[Stored items]

§ §

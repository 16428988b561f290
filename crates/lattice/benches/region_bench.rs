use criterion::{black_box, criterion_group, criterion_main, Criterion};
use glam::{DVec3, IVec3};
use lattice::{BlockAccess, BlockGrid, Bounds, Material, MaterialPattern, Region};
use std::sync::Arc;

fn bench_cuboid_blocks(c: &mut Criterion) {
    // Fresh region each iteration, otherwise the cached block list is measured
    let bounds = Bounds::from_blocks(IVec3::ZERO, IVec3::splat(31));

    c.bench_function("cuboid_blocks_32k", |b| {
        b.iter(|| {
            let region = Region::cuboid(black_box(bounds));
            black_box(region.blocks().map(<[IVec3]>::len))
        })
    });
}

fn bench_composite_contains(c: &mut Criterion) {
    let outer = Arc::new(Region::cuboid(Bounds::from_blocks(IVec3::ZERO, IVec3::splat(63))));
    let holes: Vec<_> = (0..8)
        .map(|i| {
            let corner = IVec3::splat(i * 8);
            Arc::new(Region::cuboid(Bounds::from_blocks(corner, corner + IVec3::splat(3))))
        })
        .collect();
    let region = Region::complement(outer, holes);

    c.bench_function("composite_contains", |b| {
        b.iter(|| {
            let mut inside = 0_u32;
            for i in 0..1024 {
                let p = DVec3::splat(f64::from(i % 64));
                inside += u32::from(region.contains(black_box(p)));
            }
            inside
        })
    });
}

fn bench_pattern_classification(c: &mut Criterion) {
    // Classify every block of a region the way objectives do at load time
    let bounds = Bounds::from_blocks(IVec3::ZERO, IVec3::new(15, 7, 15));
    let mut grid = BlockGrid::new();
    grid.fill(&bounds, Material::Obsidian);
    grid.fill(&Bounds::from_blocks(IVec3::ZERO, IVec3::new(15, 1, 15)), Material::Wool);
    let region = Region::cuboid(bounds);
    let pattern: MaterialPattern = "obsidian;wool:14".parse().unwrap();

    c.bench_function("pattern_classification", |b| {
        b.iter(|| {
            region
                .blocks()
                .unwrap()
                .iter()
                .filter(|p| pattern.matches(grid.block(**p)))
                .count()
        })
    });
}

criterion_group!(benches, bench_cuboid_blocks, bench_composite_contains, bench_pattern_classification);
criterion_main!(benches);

§ §

What you need to do: Please reproduce each record precisely as written.

Task output:
repository 16428988b561f290
filename crates/lattice/benches/region_bench.rs
use criterion::{black_box, criterion_group, criterion_main, Criterion};
use glam::{DVec3, IVec3};
use lattice::{BlockAccess, BlockGrid, Bounds, Material, MaterialPattern, Region};
use std::sync::Arc;

fn bench_cuboid_blocks(c: &mut Criterion) {
    // Fresh region each iteration, otherwise the cached block list is measured
    let bounds = Bounds::from_blocks(IVec3::ZERO, IVec3::splat(31));

    c.bench_function("cuboid_blocks_32k", |b| {
        b.iter(|| {
            let region = Region::cuboid(black_box(bounds));
            black_box(region.blocks().map(<[IVec3]>::len))
        })
    });
}

fn bench_composite_contains(c: &mut Criterion) {
    let outer = Arc::new(Region::cuboid(Bounds::from_blocks(IVec3::ZERO, IVec3::splat(63))));
    let holes: Vec<_> = (0..8)
        .map(|i| {
            let corner = IVec3::splat(i * 8);
            Arc::new(Region::cuboid(Bounds::from_blocks(corner, corner + IVec3::splat(3))))
        })
        .collect();
    let region = Region::complement(outer, holes);

    c.bench_function("composite_contains", |b| {
        b.iter(|| {
            let mut inside = 0_u32;
            for i in 0..1024 {
                let p = DVec3::splat(f64::from(i % 64));
                inside += u32::from(region.contains(black_box(p)));
            }
            inside
        })
    });
}

fn bench_pattern_classification(c: &mut Criterion) {
    // Classify every block of a region the way objectives do at load time
    let bounds = Bounds::from_blocks(IVec3::ZERO, IVec3::new(15, 7, 15));
    let mut grid = BlockGrid::new();
    grid.fill(&bounds, Material::Obsidian);
    grid.fill(&Bounds::from_blocks(IVec3::ZERO, IVec3::new(15, 1, 15)), Material::Wool);
    let region = Region::cuboid(bounds);
    let pattern: MaterialPattern = "obsidian;wool:14".parse().unwrap();

    c.bench_function("pattern_classification", |b| {
        b.iter(|| {
            region
                .blocks()
                .unwrap()
                .iter()
                .filter(|p| pattern.matches(grid.block(**p)))
                .count()
        })
    });
}

criterion_group!(benches, bench_cuboid_blocks, bench_composite_contains, bench_pattern_classification);
criterion_main!(benches);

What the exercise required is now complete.